### WHAT THIS TASK INVOLVES
Copy the records below verbatim, from the first line through the line containing "pub fn into_bytes(self)", inclusive, and output nothing else.

### Saved entries
◇ ◇ ◇ ◇

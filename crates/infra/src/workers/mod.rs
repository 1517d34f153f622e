//! Background workers (asynchronous projection).

pub mod projection_worker;

pub use projection_worker::{ProjectionWorker, WorkerHandle};
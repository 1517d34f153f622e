//! Append-only event log boundary.
//!
//! The log is the authoritative state of the system: per-aggregate streams
//! with dense versions, plus a global time-ordered view for replay. Append
//! is the only mutation.

pub mod codec;
pub mod in_memory;
pub mod r#trait;

pub use codec::CodecError;
pub use in_memory::InMemoryEventLog;
pub use r#trait::{EventLog, EventLogError};
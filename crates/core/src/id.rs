//! Strongly-typed identifiers used across the domain.

use core::str::FromStr;
use serde::{Deserialize, Serialize};
use uuid::Uuid;

use crate::error::DomainError;

/// Identifier of an aggregate root (untyped stream key).
#[derive(Debug, Copy, Clone, PartialEq, Eq, Hash, PartialOrd, Ord, Serialize, Deserialize)]
#[serde(transparent)]
pub struct AggregateId(Uuid);

impl AggregateId {
    /// Create a new identifier.
    ///
    /// Uses UUIDv7 (time-ordered). Prefer passing IDs explicitly in tests
    /// for determinism.
    pub fn new() -> Self {
        Self(Uuid::now_v7())
    }

    pub fn from_uuid(uuid: Uuid) -> Self {
        Self(uuid)
    }

    pub fn as_uuid(&self) -> &Uuid {
        &self.0
    }

    pub fn into_bytes(self) -> [u8; 16] {
        self.0.into_bytes()
    }

    pub fn from_bytes(bytes: [u8; 16]) -> Self {
        Self(Uuid::from_bytes(bytes))
    }
}

impl Default for AggregateId {
    fn default() -> Self {
        Self::new()
    }
}

impl core::fmt::Display for AggregateId {
    fn fmt(&self, f: &mut core::fmt::Formatter<'_>) -> core::fmt::Result {
        core::fmt::Display::fmt(&self.0, f)
    }
}

impl From<Uuid> for AggregateId {
    fn from(value: Uuid) -> Self {
        Self(value)
    }
}

impl From<AggregateId> for Uuid {
    fn from(value: AggregateId) -> Self {
        value.0
    }
}

impl FromStr for AggregateId {
    type Err = DomainError;

    fn from_str(s: &str) -> Result<Self, Self::Err> {
        let uuid = Uuid::from_str(s)
            .map_err(|e| DomainError::invalid_id(format!("AggregateId: {e}")))?;
        Ok(Self(uuid))
    }
}

macro_rules! impl_aggregate_newtype {
    ($t:ty, $name:literal) => {
        impl $t {
            /// Mint a fresh identifier.
            pub fn new() -> Self {
                Self(AggregateId::new())
            }

            pub fn from_aggregate(id: AggregateId) -> Self {
                Self(id)
            }

            pub fn aggregate_id(&self) -> AggregateId {
                self.0
            }
        }

        impl Default for $t {
            fn default() -> Self {
                Self::new()
            }
        }

        impl core::fmt::Display for $t {
            fn fmt(&self, f: &mut core::fmt::Formatter<'_>) -> core::fmt::Result {
                core::fmt::Display::fmt(&self.0, f)
            }
        }

        impl From<AggregateId> for $t {
            fn from(value: AggregateId) -> Self {
                Self(value)
            }
        }

        impl From<$t> for AggregateId {
            fn from(value: $t) -> Self {
                value.0
            }
        }

        impl FromStr for $t {
            type Err = DomainError;

            fn from_str(s: &str) -> Result<Self, Self::Err> {
                let id = AggregateId::from_str(s)
                    .map_err(|_| DomainError::invalid_id(concat!($name, ": malformed uuid")))?;
                Ok(Self(id))
            }
        }
    };
}

/// Identifier of a registered user.
#[derive(Debug, Copy, Clone, PartialEq, Eq, Hash, PartialOrd, Ord, Serialize, Deserialize)]
#[serde(transparent)]
pub struct UserId(pub AggregateId);

/// Identifier of a published post.
#[derive(Debug, Copy, Clone, PartialEq, Eq, Hash, PartialOrd, Ord, Serialize, Deserialize)]
#[serde(transparent)]
pub struct PostId(pub AggregateId);

/// Identifier of a follow relationship (one per follow lifetime; re-follow
/// mints a fresh one).
#[derive(Debug, Copy, Clone, PartialEq, Eq, Hash, PartialOrd, Ord, Serialize, Deserialize)]
#[serde(transparent)]
pub struct RelationshipId(pub AggregateId);

impl_aggregate_newtype!(UserId, "UserId");
impl_aggregate_newtype!(PostId, "PostId");
impl_aggregate_newtype!(RelationshipId, "RelationshipId");

#[cfg(test)]
mod tests {
    use super::*;

    #[test]
    fn fresh_ids_do_not_collide() {
        let a = UserId::new();
        let b = UserId::new();
        assert_ne!(a, b);
    }

    #[test]
    fn round_trips_through_display_and_from_str() {
        let id = PostId::new();
        let parsed: PostId = id.to_string().parse().unwrap();
        assert_eq!(id, parsed);
    }

    #[test]
    fn rejects_malformed_input() {
        let err = "not-a-uuid".parse::<RelationshipId>().unwrap_err();
        assert!(matches!(err, DomainError::InvalidId(_)));
    }

    #[test]
    fn byte_round_trip_is_exact() {
        let id = AggregateId::new();
        assert_eq!(AggregateId::from_bytes(id.into_bytes()), id);
    }
}
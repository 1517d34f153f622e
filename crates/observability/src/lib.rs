//! Tracing/logging setup shared by binaries and tests.

/// Initialize process-wide observability (tracing/logging).
///
/// Safe to call multiple times; subsequent calls become no-ops.
pub fn init() {
    tracing::init();
}

/// Initialize with an explicit fallback filter (used by test harnesses).
pub fn init_with_default_filter(directives: &str) {
    tracing::init_with_default_filter(directives);
}

/// Tracing configuration (filters, layers).
pub mod tracing;
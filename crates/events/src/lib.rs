//! Domain events: the closed event alphabet, its stored-record form, and
//! the pub/sub plumbing that carries committed records to consumers.

pub mod bus;
pub mod event;
pub mod in_memory_bus;
pub mod projection;
pub mod record;

pub use bus::{EventBus, Subscription};
pub use event::{
    DomainEvent, EventKind, FollowEnded, FollowStarted, PostPublished, PostRetracted,
    UserRegistered,
};
pub use in_memory_bus::{InMemoryBusError, InMemoryEventBus};
pub use projection::Projection;
pub use record::EventRecord;
use chrono::{DateTime, Utc};

use murmur_core::{Aggregate, AggregateRoot, DomainError, DomainResult, UserId, Username};
use murmur_events::{DomainEvent, EventKind, EventRecord, UserRegistered};

/// Aggregate root: User.
///
/// Created by `UserRegistered` and never destroyed; there are no further
/// mutating events in the current core.
#[derive(Debug, Clone, PartialEq, Eq)]
pub struct User {
    id: UserId,
    username: Option<Username>,
    version: u64,
    created: bool,
    pending: Vec<EventRecord>,
}

impl User {
    /// Create an empty, not-yet-registered aggregate instance.
    pub fn empty(id: UserId) -> Self {
        Self {
            id,
            username: None,
            version: 0,
            created: false,
            pending: Vec::new(),
        }
    }

    /// Rebuild state from an event stream, in version order.
    ///
    /// Fails with [`DomainError::EmptyStream`] if the stream is empty or
    /// does not begin with `UserRegistered`.
    pub fn rehydrate(stream: &[EventRecord]) -> DomainResult<Self> {
        let first = stream.first().ok_or(DomainError::EmptyStream)?;
        if first.kind() != EventKind::UserRegistered {
            return Err(DomainError::EmptyStream);
        }

        let mut user = Self::empty(UserId::from(first.aggregate_id()));
        for record in stream {
            user.apply(record.payload());
        }
        Ok(user)
    }

    /// Decision: register the user.
    ///
    /// Only valid on a fresh stream.
    pub fn register(&mut self, username: Username, at: DateTime<Utc>) -> DomainResult<()> {
        if self.created {
            return Err(DomainError::AlreadyCreated);
        }
        self.emit(
            DomainEvent::UserRegistered(UserRegistered { username }),
            at,
        );
        Ok(())
    }

    /// Uncommitted events decided since rehydration; clears the buffer.
    pub fn drain(&mut self) -> Vec<EventRecord> {
        std::mem::take(&mut self.pending)
    }

    pub fn username(&self) -> Option<&Username> {
        self.username.as_ref()
    }

    pub fn is_created(&self) -> bool {
        self.created
    }

    fn emit(&mut self, payload: DomainEvent, at: DateTime<Utc>) {
        let record = EventRecord::emit(self.id.into(), self.version + 1, at, payload);
        self.apply(record.payload());
        self.pending.push(record);
    }
}

impl AggregateRoot for User {
    type Id = UserId;

    fn id(&self) -> &Self::Id {
        &self.id
    }

    fn version(&self) -> u64 {
        self.version
    }
}

impl Aggregate for User {
    type Event = DomainEvent;

    fn apply(&mut self, event: &Self::Event) {
        if let DomainEvent::UserRegistered(e) = event {
            self.username = Some(e.username.clone());
            self.created = true;
        }

        // Deterministic version tracking: +1 per applied event.
        self.version += 1;
    }
}

#[cfg(test)]
mod tests {
    use super::*;

    fn name(s: &str) -> Username {
        Username::new(s).unwrap()
    }

    #[test]
    fn register_emits_and_applies_in_one_step() {
        let mut user = User::empty(UserId::new());
        user.register(name("alice"), Utc::now()).unwrap();

        assert!(user.is_created());
        assert_eq!(user.username(), Some(&name("alice")));
        assert_eq!(user.version(), 1);

        let drained = user.drain();
        assert_eq!(drained.len(), 1);
        assert_eq!(drained[0].version(), 1);
        assert_eq!(drained[0].kind(), EventKind::UserRegistered);
        assert!(user.drain().is_empty());
    }

    #[test]
    fn register_twice_is_rejected() {
        let mut user = User::empty(UserId::new());
        user.register(name("alice"), Utc::now()).unwrap();
        let err = user.register(name("alice2"), Utc::now()).unwrap_err();
        assert_eq!(err, DomainError::AlreadyCreated);
        assert_eq!(user.drain().len(), 1);
    }

    #[test]
    fn rehydrate_restores_state_from_drained_events() {
        let mut user = User::empty(UserId::new());
        user.register(name("bob"), Utc::now()).unwrap();
        let stream = user.drain();

        let rebuilt = User::rehydrate(&stream).unwrap();
        assert_eq!(rebuilt.username(), Some(&name("bob")));
        assert_eq!(rebuilt.version(), 1);
        assert_eq!(rebuilt.id(), user.id());
    }

    #[test]
    fn rehydrate_rejects_empty_stream() {
        assert_eq!(User::rehydrate(&[]).unwrap_err(), DomainError::EmptyStream);
    }

    #[test]
    fn rehydrate_rejects_foreign_first_event() {
        use murmur_events::PostRetracted;

        let record = EventRecord::emit(
            UserId::new().into(),
            1,
            Utc::now(),
            DomainEvent::PostRetracted(PostRetracted),
        );
        assert_eq!(
            User::rehydrate(&[record]).unwrap_err(),
            DomainError::EmptyStream
        );
    }
}
//! Read-side storage boundary.
//!
//! Everything in here is a projection of the event log: disposable,
//! rebuildable by replay, and queried directly by the read side.

pub mod in_memory;
pub mod r#trait;

pub use in_memory::InMemoryReadStore;
pub use r#trait::{PostReadModel, ReadStore, UserProfile};
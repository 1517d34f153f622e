//! In-memory event bus for tests/dev.

use std::sync::{mpsc, Mutex};

use crate::bus::{EventBus, Subscription};

#[derive(Debug, Clone, PartialEq, Eq)]
pub enum InMemoryBusError {
    /// Publish failed due to internal lock poisoning.
    Poisoned,
}

/// In-memory pub/sub bus.
///
/// Sequencing and fan-out happen under one lock, so every subscriber sees
/// messages in publish order and the returned sequence numbers are dense.
#[derive(Debug)]
pub struct InMemoryEventBus<M> {
    inner: Mutex<Inner<M>>,
}

#[derive(Debug)]
struct Inner<M> {
    subscribers: Vec<mpsc::Sender<M>>,
    published: u64,
}

impl<M> InMemoryEventBus<M> {
    pub fn new() -> Self {
        Self::default()
    }
}

impl<M> Default for InMemoryEventBus<M> {
    fn default() -> Self {
        Self {
            inner: Mutex::new(Inner {
                subscribers: Vec::new(),
                published: 0,
            }),
        }
    }
}

impl<M> EventBus<M> for InMemoryEventBus<M>
where
    M: Clone + Send + 'static,
{
    type Error = InMemoryBusError;

    fn publish(&self, message: M) -> Result<u64, Self::Error> {
        let mut inner = self.inner.lock().map_err(|_| InMemoryBusError::Poisoned)?;

        inner.published += 1;
        let seq = inner.published;

        // Drop any dead subscribers while publishing.
        inner
            .subscribers
            .retain(|tx| tx.send(message.clone()).is_ok());

        Ok(seq)
    }

    fn subscribe(&self) -> Subscription<M> {
        let (tx, rx) = mpsc::channel();

        // If the lock is poisoned, we still return a subscription;
        // it just won't receive messages until the process restarts.
        if let Ok(mut inner) = self.inner.lock() {
            inner.subscribers.push(tx);
        }

        Subscription::new(rx)
    }
}

#[cfg(test)]
mod tests {
    use super::*;

    #[test]
    fn sequences_are_dense_and_order_is_preserved() {
        let bus: InMemoryEventBus<u32> = InMemoryEventBus::new();
        let sub = bus.subscribe();

        assert_eq!(bus.publish(10).unwrap(), 1);
        assert_eq!(bus.publish(20).unwrap(), 2);
        assert_eq!(bus.publish(30).unwrap(), 3);

        assert_eq!(sub.recv().unwrap(), 10);
        assert_eq!(sub.recv().unwrap(), 20);
        assert_eq!(sub.recv().unwrap(), 30);
    }

    #[test]
    fn late_subscribers_miss_earlier_messages() {
        let bus: InMemoryEventBus<u32> = InMemoryEventBus::new();
        bus.publish(1).unwrap();

        let sub = bus.subscribe();
        bus.publish(2).unwrap();

        assert_eq!(sub.recv().unwrap(), 2);
        assert!(sub.try_recv().is_err());
    }

    #[test]
    fn dropped_subscribers_are_pruned() {
        let bus: InMemoryEventBus<u32> = InMemoryEventBus::new();
        drop(bus.subscribe());

        // Publishing after a subscriber is gone neither fails nor blocks.
        assert_eq!(bus.publish(1).unwrap(), 1);
    }
}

◇ ◇ ◇ ◇

### EXERCISE RESULT
filename crates/infra/src/workers/mod.rs
repository 1517d34f153f622e
//! Background workers (asynchronous projection).

pub mod projection_worker;

pub use projection_worker::{ProjectionWorker, WorkerHandle};
repository 1517d34f153f622e
//! Append-only event log boundary.
//!
//! The log is the authoritative state of the system: per-aggregate streams
//! with dense versions, plus a global time-ordered view for replay. Append
//! is the only mutation.

pub mod codec;
pub mod in_memory;
pub mod r#trait;

pub use codec::CodecError;
pub use in_memory::InMemoryEventLog;
pub use r#trait::{EventLog, EventLogError};
filename crates/core/src/id.rs
//! Strongly-typed identifiers used across the domain.

use core::str::FromStr;
use serde::{Deserialize, Serialize};
use uuid::Uuid;

use crate::error::DomainError;

/// Identifier of an aggregate root (untyped stream key).
#[derive(Debug, Copy, Clone, PartialEq, Eq, Hash, PartialOrd, Ord, Serialize, Deserialize)]
#[serde(transparent)]
pub struct AggregateId(Uuid);

impl AggregateId {
    /// Create a new identifier.
    ///
    /// Uses UUIDv7 (time-ordered). Prefer passing IDs explicitly in tests
    /// for determinism.
    pub fn new() -> Self {
        Self(Uuid::now_v7())
    }

    pub fn from_uuid(uuid: Uuid) -> Self {
        Self(uuid)
    }

    pub fn as_uuid(&self) -> &Uuid {
        &self.0
    }

    pub fn into_bytes(self) -> [u8; 16] {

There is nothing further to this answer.